__YOUR TASK__
Show the lines below that contain the string "SpecMergeRange".
DATA section start
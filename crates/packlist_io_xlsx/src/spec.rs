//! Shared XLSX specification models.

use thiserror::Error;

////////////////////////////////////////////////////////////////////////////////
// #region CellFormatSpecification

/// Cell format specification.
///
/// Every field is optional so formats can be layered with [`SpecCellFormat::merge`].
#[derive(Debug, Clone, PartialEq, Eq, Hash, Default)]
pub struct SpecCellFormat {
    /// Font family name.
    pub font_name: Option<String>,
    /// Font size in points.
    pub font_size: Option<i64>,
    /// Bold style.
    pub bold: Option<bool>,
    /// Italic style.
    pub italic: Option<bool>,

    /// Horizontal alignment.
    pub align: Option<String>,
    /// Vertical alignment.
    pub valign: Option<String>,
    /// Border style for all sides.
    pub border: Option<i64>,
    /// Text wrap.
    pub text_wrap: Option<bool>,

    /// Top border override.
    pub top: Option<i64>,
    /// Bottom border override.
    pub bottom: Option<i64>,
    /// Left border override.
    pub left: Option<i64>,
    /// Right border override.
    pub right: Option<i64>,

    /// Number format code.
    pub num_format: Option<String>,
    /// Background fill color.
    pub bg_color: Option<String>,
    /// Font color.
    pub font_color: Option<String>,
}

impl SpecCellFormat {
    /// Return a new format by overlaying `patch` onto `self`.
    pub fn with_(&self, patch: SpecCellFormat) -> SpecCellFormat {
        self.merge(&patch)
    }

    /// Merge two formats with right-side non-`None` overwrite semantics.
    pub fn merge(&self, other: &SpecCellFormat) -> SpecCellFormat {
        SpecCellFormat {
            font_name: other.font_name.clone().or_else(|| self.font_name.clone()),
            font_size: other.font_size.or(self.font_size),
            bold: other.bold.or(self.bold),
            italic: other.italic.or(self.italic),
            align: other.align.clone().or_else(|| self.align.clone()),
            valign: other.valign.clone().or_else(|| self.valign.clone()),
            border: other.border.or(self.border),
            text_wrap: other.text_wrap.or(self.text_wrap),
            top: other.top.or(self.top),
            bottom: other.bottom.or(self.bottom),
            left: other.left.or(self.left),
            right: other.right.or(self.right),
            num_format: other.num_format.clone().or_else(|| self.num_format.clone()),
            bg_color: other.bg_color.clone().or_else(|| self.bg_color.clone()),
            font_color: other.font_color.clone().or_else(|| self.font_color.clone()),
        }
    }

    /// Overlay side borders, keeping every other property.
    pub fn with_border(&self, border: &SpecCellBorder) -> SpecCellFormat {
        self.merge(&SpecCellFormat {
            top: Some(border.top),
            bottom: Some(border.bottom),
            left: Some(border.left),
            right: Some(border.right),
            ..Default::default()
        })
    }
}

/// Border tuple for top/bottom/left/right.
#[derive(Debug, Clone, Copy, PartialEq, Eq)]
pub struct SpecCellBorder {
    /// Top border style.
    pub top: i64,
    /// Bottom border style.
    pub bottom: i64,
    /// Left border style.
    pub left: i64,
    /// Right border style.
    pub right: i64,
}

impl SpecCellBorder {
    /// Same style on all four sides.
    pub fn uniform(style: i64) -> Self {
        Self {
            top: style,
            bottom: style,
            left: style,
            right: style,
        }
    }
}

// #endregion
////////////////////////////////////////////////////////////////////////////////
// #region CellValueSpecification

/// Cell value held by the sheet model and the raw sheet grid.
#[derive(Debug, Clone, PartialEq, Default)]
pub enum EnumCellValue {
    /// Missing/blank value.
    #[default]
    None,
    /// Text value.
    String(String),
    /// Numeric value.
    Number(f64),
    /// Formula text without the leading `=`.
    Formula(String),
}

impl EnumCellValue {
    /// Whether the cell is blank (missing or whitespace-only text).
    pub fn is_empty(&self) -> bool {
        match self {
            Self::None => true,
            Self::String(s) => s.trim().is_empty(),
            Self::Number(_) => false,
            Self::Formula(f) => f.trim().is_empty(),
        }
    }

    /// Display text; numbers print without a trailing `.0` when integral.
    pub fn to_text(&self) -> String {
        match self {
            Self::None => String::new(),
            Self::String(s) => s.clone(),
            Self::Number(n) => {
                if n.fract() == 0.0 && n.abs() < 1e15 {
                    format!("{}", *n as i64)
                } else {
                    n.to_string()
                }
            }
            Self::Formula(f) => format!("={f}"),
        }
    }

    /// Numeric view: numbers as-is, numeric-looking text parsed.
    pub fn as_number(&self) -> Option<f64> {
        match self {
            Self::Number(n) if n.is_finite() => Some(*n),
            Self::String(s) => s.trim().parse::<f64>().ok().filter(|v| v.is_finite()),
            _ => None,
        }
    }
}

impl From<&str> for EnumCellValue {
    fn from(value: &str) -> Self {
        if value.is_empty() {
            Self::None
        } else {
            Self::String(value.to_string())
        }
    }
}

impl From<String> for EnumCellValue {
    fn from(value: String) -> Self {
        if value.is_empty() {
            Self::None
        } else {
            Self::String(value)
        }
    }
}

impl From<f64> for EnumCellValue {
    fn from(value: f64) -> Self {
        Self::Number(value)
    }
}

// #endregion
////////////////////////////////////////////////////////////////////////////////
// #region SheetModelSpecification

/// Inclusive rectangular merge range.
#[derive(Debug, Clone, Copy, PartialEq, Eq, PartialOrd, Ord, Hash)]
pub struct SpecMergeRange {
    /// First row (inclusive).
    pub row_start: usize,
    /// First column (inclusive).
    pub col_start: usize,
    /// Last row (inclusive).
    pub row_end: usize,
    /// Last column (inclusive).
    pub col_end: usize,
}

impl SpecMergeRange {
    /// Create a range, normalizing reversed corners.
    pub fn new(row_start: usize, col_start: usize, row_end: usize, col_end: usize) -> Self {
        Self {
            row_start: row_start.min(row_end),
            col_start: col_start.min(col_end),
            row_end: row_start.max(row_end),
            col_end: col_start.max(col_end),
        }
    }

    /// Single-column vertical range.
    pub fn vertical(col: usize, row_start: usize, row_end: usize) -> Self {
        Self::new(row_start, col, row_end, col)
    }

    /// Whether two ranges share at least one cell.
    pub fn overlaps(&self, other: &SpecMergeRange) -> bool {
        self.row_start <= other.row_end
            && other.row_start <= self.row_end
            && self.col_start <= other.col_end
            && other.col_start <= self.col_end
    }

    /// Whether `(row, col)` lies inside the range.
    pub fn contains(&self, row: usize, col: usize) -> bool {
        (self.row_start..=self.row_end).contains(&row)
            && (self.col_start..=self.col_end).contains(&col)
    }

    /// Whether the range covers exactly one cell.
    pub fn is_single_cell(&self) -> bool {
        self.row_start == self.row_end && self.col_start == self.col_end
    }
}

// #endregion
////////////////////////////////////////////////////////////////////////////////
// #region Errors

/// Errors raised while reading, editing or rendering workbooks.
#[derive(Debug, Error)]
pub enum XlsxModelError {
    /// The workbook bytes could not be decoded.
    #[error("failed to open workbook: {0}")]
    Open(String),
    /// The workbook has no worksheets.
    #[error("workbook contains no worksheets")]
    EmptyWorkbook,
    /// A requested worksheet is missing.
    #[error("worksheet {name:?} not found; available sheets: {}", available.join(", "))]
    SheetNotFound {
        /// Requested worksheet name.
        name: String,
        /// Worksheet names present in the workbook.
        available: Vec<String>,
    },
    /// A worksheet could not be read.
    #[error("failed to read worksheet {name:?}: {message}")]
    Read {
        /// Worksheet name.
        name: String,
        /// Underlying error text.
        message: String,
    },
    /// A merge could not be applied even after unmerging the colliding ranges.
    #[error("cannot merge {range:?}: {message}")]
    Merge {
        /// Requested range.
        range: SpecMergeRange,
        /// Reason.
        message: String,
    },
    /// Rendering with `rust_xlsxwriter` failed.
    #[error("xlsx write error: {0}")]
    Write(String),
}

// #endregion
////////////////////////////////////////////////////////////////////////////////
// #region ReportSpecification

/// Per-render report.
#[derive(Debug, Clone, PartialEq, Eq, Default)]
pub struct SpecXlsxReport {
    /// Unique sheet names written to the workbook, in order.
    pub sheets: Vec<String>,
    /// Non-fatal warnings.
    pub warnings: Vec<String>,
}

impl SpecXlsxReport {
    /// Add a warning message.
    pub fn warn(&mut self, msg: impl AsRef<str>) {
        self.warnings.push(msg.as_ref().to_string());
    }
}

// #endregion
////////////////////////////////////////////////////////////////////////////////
DATA section end
DATA section start
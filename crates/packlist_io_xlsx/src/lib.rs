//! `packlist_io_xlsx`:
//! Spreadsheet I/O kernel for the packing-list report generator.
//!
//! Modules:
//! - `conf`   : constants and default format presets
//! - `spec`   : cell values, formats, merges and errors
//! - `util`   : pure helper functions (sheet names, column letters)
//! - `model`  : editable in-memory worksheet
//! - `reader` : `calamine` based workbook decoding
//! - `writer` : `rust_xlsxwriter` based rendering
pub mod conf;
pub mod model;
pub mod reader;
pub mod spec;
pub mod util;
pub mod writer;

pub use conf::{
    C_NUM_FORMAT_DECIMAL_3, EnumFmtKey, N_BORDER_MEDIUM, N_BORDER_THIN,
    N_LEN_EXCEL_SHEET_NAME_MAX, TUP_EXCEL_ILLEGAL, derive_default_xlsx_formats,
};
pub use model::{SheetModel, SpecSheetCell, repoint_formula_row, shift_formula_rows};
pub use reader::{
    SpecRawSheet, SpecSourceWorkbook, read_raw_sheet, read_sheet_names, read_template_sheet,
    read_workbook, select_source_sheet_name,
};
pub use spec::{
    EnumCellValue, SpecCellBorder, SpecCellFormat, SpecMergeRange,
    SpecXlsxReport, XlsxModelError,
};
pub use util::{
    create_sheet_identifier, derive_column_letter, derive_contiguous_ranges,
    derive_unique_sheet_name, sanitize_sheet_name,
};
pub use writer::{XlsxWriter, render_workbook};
DATA section end
DATA section start
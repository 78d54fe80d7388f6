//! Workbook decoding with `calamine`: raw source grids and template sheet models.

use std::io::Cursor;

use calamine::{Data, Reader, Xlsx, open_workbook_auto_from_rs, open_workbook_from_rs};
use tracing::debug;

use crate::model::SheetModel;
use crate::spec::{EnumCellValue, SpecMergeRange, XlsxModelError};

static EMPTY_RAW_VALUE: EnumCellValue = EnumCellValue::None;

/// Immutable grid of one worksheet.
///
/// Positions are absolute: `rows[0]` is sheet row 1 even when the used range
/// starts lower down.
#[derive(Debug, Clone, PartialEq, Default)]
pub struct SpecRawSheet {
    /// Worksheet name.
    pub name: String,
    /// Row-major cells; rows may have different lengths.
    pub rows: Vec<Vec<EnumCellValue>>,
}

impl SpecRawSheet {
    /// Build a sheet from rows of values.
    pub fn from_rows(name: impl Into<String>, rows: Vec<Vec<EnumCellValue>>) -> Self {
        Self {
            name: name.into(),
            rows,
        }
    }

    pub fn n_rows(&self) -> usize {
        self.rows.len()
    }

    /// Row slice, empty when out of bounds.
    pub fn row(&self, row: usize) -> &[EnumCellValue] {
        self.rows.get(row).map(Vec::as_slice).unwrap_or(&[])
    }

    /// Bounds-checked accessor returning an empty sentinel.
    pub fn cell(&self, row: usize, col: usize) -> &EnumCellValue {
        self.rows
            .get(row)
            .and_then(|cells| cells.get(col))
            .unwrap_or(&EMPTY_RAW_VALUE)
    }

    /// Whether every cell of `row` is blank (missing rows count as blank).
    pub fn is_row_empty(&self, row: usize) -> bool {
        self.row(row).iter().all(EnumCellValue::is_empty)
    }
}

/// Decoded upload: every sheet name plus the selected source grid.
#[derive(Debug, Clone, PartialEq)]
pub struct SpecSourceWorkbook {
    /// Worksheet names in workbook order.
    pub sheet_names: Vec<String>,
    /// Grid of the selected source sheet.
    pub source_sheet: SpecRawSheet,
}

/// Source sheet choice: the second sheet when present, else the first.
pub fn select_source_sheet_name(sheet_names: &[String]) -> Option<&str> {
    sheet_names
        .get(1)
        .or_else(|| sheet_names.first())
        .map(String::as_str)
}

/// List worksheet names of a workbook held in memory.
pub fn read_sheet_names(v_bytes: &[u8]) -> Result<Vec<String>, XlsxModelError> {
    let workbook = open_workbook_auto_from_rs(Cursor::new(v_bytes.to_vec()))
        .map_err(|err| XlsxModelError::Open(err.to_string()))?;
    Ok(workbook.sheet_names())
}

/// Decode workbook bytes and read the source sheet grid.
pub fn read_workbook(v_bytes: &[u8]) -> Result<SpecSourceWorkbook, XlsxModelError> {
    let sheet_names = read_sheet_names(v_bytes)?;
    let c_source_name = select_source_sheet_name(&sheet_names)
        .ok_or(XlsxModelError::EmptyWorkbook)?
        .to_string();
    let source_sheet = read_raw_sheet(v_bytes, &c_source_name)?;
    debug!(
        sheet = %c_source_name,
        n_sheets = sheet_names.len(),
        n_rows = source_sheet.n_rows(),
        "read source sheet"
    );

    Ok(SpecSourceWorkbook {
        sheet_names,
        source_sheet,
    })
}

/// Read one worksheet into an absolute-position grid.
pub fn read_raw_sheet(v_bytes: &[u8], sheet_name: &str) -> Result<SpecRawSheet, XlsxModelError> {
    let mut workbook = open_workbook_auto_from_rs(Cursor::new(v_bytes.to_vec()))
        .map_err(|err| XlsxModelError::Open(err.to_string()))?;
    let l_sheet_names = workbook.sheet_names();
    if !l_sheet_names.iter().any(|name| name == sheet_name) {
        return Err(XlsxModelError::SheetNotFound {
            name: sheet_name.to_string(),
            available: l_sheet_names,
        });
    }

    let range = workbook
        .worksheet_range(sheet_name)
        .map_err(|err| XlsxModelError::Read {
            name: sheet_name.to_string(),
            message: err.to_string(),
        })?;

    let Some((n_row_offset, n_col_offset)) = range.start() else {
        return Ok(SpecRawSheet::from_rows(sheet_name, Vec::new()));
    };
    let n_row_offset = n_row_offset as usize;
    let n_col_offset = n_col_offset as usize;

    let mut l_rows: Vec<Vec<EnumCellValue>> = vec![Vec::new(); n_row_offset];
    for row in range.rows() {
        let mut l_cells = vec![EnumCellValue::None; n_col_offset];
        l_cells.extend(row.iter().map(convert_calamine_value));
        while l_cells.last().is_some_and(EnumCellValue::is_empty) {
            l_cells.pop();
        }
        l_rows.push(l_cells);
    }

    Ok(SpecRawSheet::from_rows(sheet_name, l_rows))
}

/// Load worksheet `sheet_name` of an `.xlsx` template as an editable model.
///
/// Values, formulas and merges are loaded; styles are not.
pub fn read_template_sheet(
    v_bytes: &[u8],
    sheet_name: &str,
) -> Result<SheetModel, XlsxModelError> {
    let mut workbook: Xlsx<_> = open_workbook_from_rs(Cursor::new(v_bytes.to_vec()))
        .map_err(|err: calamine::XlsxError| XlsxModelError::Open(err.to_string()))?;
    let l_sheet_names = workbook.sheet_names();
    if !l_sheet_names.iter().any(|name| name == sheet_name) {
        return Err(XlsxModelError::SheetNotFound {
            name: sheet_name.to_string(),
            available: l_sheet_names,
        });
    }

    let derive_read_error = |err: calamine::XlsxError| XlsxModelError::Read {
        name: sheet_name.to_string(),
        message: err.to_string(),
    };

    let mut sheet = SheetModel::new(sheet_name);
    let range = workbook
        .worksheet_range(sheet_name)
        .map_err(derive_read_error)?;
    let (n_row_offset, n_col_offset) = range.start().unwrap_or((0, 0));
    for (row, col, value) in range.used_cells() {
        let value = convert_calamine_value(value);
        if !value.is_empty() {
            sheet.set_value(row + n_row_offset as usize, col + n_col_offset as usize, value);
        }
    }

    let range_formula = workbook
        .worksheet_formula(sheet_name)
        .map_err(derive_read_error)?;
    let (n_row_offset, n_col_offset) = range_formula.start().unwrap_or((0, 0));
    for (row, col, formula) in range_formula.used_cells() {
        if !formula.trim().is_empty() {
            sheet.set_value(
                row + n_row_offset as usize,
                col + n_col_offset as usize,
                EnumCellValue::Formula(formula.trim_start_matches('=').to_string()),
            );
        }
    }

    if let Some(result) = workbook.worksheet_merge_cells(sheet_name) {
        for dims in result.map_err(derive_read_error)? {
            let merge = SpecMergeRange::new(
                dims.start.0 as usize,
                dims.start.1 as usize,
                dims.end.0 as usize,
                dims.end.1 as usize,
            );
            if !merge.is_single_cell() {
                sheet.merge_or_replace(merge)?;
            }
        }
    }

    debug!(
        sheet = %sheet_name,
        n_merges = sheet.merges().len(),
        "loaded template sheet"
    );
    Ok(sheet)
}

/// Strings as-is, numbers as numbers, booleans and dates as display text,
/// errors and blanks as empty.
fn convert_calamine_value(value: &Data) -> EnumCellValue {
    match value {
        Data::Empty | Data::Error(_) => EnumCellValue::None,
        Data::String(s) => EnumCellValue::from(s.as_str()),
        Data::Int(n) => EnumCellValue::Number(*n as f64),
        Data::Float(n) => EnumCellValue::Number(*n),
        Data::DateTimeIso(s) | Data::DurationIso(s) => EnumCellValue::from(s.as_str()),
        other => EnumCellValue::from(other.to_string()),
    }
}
DATA section end
__ANSWER TO THE EXERCISE__
pub struct SpecMergeRange {
impl SpecMergeRange {
    pub fn overlaps(&self, other: &SpecMergeRange) -> bool {
        range: SpecMergeRange,
    EnumCellValue, SpecCellBorder, SpecCellFormat, SpecMergeRange,
use crate::spec::{EnumCellValue, SpecMergeRange, XlsxModelError};
            let merge = SpecMergeRange::new(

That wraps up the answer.